Thoughts from PCC’s CIO
By Darren Hulick
It is no secret that a surge in new apartment construction across supply-heavy markets has placed significant downward pressure on rents over the past 12 to 24 months. While declining rents have broadly affected the multifamily sector, the impact has been most pronounced among older, vintage communities. The combination of the “filtering effect,” which I will discuss further, and falling rental rates has created increasing distress for many of these assets.
However, as we have underwritten a number of 1980s-vintage properties that are not formally classified as distressed, we are observing several less obvious, yet meaningful, consequences of this new supply environment.
Although some of these communities continue to meet their debt service and AP obligations, declining rents paired with rising bad debt and operating expenses have caused these properties to shift to survival mode for the last 24-36 months (depending on the market). This shift has led to the disappearance of spending on deferred maintenance. On the surface, these properties may present well during broker-led tours, but during physical due diligence it quickly becomes evident that capital expenditures have been limited to only the most essential items required to maintain occupancy. Deferred maintenance has accumulated in areas such as landscaping, irrigation, parking lots, pool upkeep, plumbing, HVAC systems, wood rot, fencing, stair treads/stringers/landings and balconies.
Across the broader inventory of older multifamily assets, we are finding that items previously classified as deferred maintenance are now being treated as discretionary expenses—meaning that if something is technically functional, even if visibly deteriorated, it is often left unaddressed. This dynamic is creating a growing backlog of deferred maintenance that will ultimately need to be remedied by a new buyer.
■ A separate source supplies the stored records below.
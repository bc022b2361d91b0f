//! SQLite implementation of MetadataStore

use std::path::Path;
use std::sync::{Arc, Mutex};

use async_trait::async_trait;
use log::{debug, info};
use rusqlite::{params, Connection, OptionalExtension, Row};
use uuid::Uuid;

use crate::config::MetadataConfig;
use crate::error::{Error, MetadataError};
use crate::metadata::{check_identity, MetadataStore, StreamIdentity, StreamMetadata, StreamRecord};

const SCHEMA: &str = "CREATE TABLE IF NOT EXISTS stream_metadata (
    stream_id TEXT PRIMARY KEY,
    name TEXT NOT NULL UNIQUE,
    owner_id TEXT NOT NULL,
    metadata TEXT NOT NULL,
    start_time TEXT,
    end_time TEXT
);
CREATE INDEX IF NOT EXISTS stream_metadata_owner ON stream_metadata(owner_id);";

const SELECT_COLUMNS: &str = "SELECT stream_id, name, owner_id, metadata FROM stream_metadata";

/// SQLite implementation of MetadataStore.
///
/// The connection is shared behind a mutex and every query runs on the
/// blocking thread pool.
pub struct SqliteMetadataStore {
    conn: Arc<Mutex<Connection>>,
}

/// Raw column values of one row
struct StoredRow {
    stream_id: String,
    name: String,
    owner_id: String,
    metadata: String,
}

impl StoredRow {
    fn from_row(row: &Row<'_>) -> rusqlite::Result<Self> {
        Ok(Self {
            stream_id: row.get(0)?,
            name: row.get(1)?,
            owner_id: row.get(2)?,
            metadata: row.get(3)?,
        })
    }

    fn identity(&self) -> Result<StreamIdentity, MetadataError> {
        Ok(StreamIdentity {
            stream_id: parse_uuid(&self.stream_id)?,
            name: self.name.clone(),
            owner_id: parse_uuid(&self.owner_id)?,
        })
    }

    fn into_record(self) -> Result<StreamRecord, MetadataError> {
        let identity = self.identity()?;
        let metadata: StreamMetadata = serde_json::from_str(&self.metadata)?;
        Ok(StreamRecord { identity, metadata })
    }
}

fn parse_uuid(value: &str) -> Result<Uuid, MetadataError> {
    Uuid::parse_str(value).map_err(|e| MetadataError::Corrupt(format!("bad uuid '{}': {}", value, e)))
}

impl SqliteMetadataStore {
    /// Open (and create if needed) the database named by `db_path`
    pub fn new(config: &MetadataConfig) -> Result<Self, Error> {
        let opened = if config.db_path == ":memory:" {
            Connection::open_in_memory()
        } else {
            if let Some(parent) = Path::new(&config.db_path).parent() {
                if !parent.as_os_str().is_empty() {
                    std::fs::create_dir_all(parent).map_err(|e| {
                        Error::Configuration(format!(
                            "cannot create metadata directory {}: {}",
                            parent.display(),
                            e
                        ))
                    })?;
                }
            }
            Connection::open(&config.db_path)
        };
        let conn = opened.map_err(|e| Error::Configuration(format!("cannot open metadata database {}: {}", config.db_path, e)))?;

        conn.execute_batch(SCHEMA)
            .map_err(|e| Error::Configuration(format!("cannot create metadata schema: {}", e)))?;

        info!("Using SQLite metadata store at {}", config.db_path);
        Ok(Self {
            conn: Arc::new(Mutex::new(conn)),
        })
    }

    async fn with_conn<T, F>(&self, f: F) -> Result<T, MetadataError>
    where
        F: FnOnce(&mut Connection) -> Result<T, MetadataError> + Send + 'static,
        T: Send + 'static,
    {
        let conn = self.conn.clone();
        tokio::task::spawn_blocking(move || {
            let mut conn = conn
                .lock()
                .map_err(|_| MetadataError::Task("metadata connection lock poisoned".to_string()))?;
            f(&mut conn)
        })
        .await
        .map_err(|e| MetadataError::Task(e.to_string()))?
    }
}

fn find_one(conn: &Connection, column: &str, value: &str) -> Result<Option<StoredRow>, MetadataError> {
    let sql = format!("{} WHERE {} = ?1", SELECT_COLUMNS, column);
    Ok(conn
        .query_row(&sql, params![value], StoredRow::from_row)
        .optional()?)
}

#[async_trait]
impl MetadataStore for SqliteMetadataStore {
    async fn get_metadata_by_stream_name(&self, name: &str) -> Result<Option<StreamRecord>, MetadataError> {
        let name = name.to_string();
        self.with_conn(move |conn| {
            find_one(conn, "name", &name)?
                .map(StoredRow::into_record)
                .transpose()
        })
        .await
    }

    async fn get_metadata_by_stream_id(&self, stream_id: Uuid) -> Result<Option<StreamRecord>, MetadataError> {
        self.with_conn(move |conn| {
            find_one(conn, "stream_id", &stream_id.to_string())?
                .map(StoredRow::into_record)
                .transpose()
        })
        .await
    }

    async fn save_metadata(&self, record: &StreamRecord) -> Result<(), MetadataError> {
        let record = record.clone();
        let metadata = serde_json::to_string(&record.metadata)?;

        self.with_conn(move |conn| {
            let tx = conn.transaction()?;
            let identity = &record.identity;

            let by_id = find_one(&tx, "stream_id", &identity.stream_id.to_string())?
                .map(|row| row.identity())
                .transpose()?;
            let by_name = find_one(&tx, "name", &identity.name)?
                .map(|row| row.identity())
                .transpose()?;
            check_identity(identity, by_id.as_ref(), by_name.as_ref())?;

            tx.execute(
                "INSERT INTO stream_metadata (stream_id, name, owner_id, metadata, start_time, end_time)
                 VALUES (?1, ?2, ?3, ?4, ?5, ?6)
                 ON CONFLICT(stream_id) DO UPDATE SET
                    metadata = excluded.metadata,
                    start_time = excluded.start_time,
                    end_time = excluded.end_time",
                params![
                    identity.stream_id.to_string(),
                    identity.name,
                    identity.owner_id.to_string(),
                    metadata,
                    record.metadata.start_time.map(|t| t.to_rfc3339()),
                    record.metadata.end_time.map(|t| t.to_rfc3339()),
                ],
            )?;
            tx.commit()?;

            debug!("Saved metadata for stream {} ({})", identity.name, identity.stream_id);
            Ok(())
        })
        .await
    }

    async fn list_streams_by_owner(&self, owner_id: Uuid) -> Result<Vec<StreamIdentity>, MetadataError> {
        self.with_conn(move |conn| {
            let sql = format!("{} WHERE owner_id = ?1 ORDER BY name", SELECT_COLUMNS);
            let mut stmt = conn.prepare(&sql)?;
            let rows = stmt.query_map(params![owner_id.to_string()], StoredRow::from_row)?;

            let mut identities = Vec::new();
            for row in rows {
                identities.push(row?.identity()?);
            }
            Ok(identities)
        })
        .await
    }
}
pub mod serializer;
//! In-memory implementation of StorageBackend for testing

use std::collections::{BTreeMap, HashMap};
use std::sync::atomic::{AtomicBool, AtomicUsize, Ordering};
use std::sync::{Arc, Mutex, PoisonError};

use async_trait::async_trait;
use bytes::Bytes;
use log::info;
use uuid::Uuid;

use crate::error::StorageError;
use crate::storage::{Day, PartitionKey, StorageBackend};

/// Mock implementation of StorageBackend for testing.
///
/// Never selectable from configuration. Counts calls and can be told to fail
/// writes or reads. Writes and reads yield to the scheduler once, like a
/// network round trip would.
pub struct MockStorageBackend {
    // stream_id -> day -> payload
    data: Arc<Mutex<HashMap<Uuid, BTreeMap<Day, Bytes>>>>,
    writes: AtomicUsize,
    reads: AtomicUsize,
    lists: AtomicUsize,
    fail_writes: AtomicBool,
    fail_reads: AtomicBool,
}

impl MockStorageBackend {
    pub fn new() -> Self {
        Self {
            data: Arc::new(Mutex::new(HashMap::new())),
            writes: AtomicUsize::new(0),
            reads: AtomicUsize::new(0),
            lists: AtomicUsize::new(0),
            fail_writes: AtomicBool::new(false),
            fail_reads: AtomicBool::new(false),
        }
    }

    /// Make every following write fail
    pub fn fail_writes(&self, fail: bool) {
        self.fail_writes.store(fail, Ordering::SeqCst);
    }

    /// Make every following read and listing fail
    pub fn fail_reads(&self, fail: bool) {
        self.fail_reads.store(fail, Ordering::SeqCst);
    }

    /// Number of write_file calls, failed ones included
    pub fn write_count(&self) -> usize {
        self.writes.load(Ordering::SeqCst)
    }

    /// Number of read_partition calls, failed ones included
    pub fn read_count(&self) -> usize {
        self.reads.load(Ordering::SeqCst)
    }

    pub fn list_count(&self) -> usize {
        self.lists.load(Ordering::SeqCst)
    }

    /// Number of stored partitions across all streams
    pub fn partition_count(&self) -> usize {
        let data = self.data.lock().unwrap_or_else(PoisonError::into_inner);
        data.values().map(BTreeMap::len).sum()
    }

    /// Stored payload, bypassing counters and failure injection
    pub fn get(&self, key: &PartitionKey) -> Option<Bytes> {
        let data = self.data.lock().unwrap_or_else(PoisonError::into_inner);
        data.get(&key.stream_id).and_then(|days| days.get(&key.day)).cloned()
    }

    /// Clear all data from the store
    pub fn clear(&self) {
        let mut data = self.data.lock().unwrap_or_else(PoisonError::into_inner);
        data.clear();
    }
}

impl Default for MockStorageBackend {
    fn default() -> Self {
        Self::new()
    }
}

#[async_trait]
impl StorageBackend for MockStorageBackend {
    fn name(&self) -> &'static str {
        "mock"
    }

    async fn write_file(&self, key: &PartitionKey, payload: Bytes) -> Result<(), StorageError> {
        self.writes.fetch_add(1, Ordering::SeqCst);
        if self.fail_writes.load(Ordering::SeqCst) {
            return Err(StorageError::Unavailable("mock write failure".to_string()));
        }
        tokio::task::yield_now().await;

        let mut data = self.data.lock().unwrap_or_else(PoisonError::into_inner);
        data.entry(key.stream_id).or_default().insert(key.day, payload);
        info!("Mock: stored partition {}", key);
        Ok(())
    }

    async fn read_partition(&self, key: &PartitionKey) -> Result<Option<Bytes>, StorageError> {
        self.reads.fetch_add(1, Ordering::SeqCst);
        if self.fail_reads.load(Ordering::SeqCst) {
            return Err(StorageError::Unavailable("mock read failure".to_string()));
        }
        tokio::task::yield_now().await;
        Ok(self.get(key))
    }

    async fn list_days(&self, stream_id: Uuid) -> Result<Vec<Day>, StorageError> {
        self.lists.fetch_add(1, Ordering::SeqCst);
        if self.fail_reads.load(Ordering::SeqCst) {
            return Err(StorageError::Unavailable("mock list failure".to_string()));
        }
        let data = self.data.lock().unwrap_or_else(PoisonError::into_inner);
        Ok(data
            .get(&stream_id)
            .map(|days| days.keys().copied().collect())
            .unwrap_or_default())
    }
}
Another underappreciated consequence of increased new supply is the rise in bad debt across existing assets. This is, again, a function of the “filtering effect.” As rents and concessions have made newly delivered Class A+ apartments more attainable, tenants from traditional Class A properties have moved up, Class B tenants have moved into Class A assets, and Class C tenants have upgraded into Class B units. As a result, many owners, particularly those operating at the lower end of the quality spectrum, are now serving a tenant base with weaker credit profiles and less stable income. In an effort to preserve occupancy, some of these operators are accepting residents with marginal qualifications, leading to higher costs related to evictions, unit damages, and bad debt.
While we anticipate that both of these trends—rising deferred maintenance and elevated bad debt—will ultimately reverse, the recovery is expected to be gradual and will likely lag behind the broader rebalancing of occupancy in oversupplied markets. In response, we have adjusted our underwriting assumptions to reflect higher capital expenditure requirements and more conservative bad debt expectations, particularly for older vintage assets.
Our disciplined approach and attention to these evolving dynamics position us to identify opportunities that others may overlook—and to deploy capital prudently as the multifamily sector transitions into its next phase of equilibrium.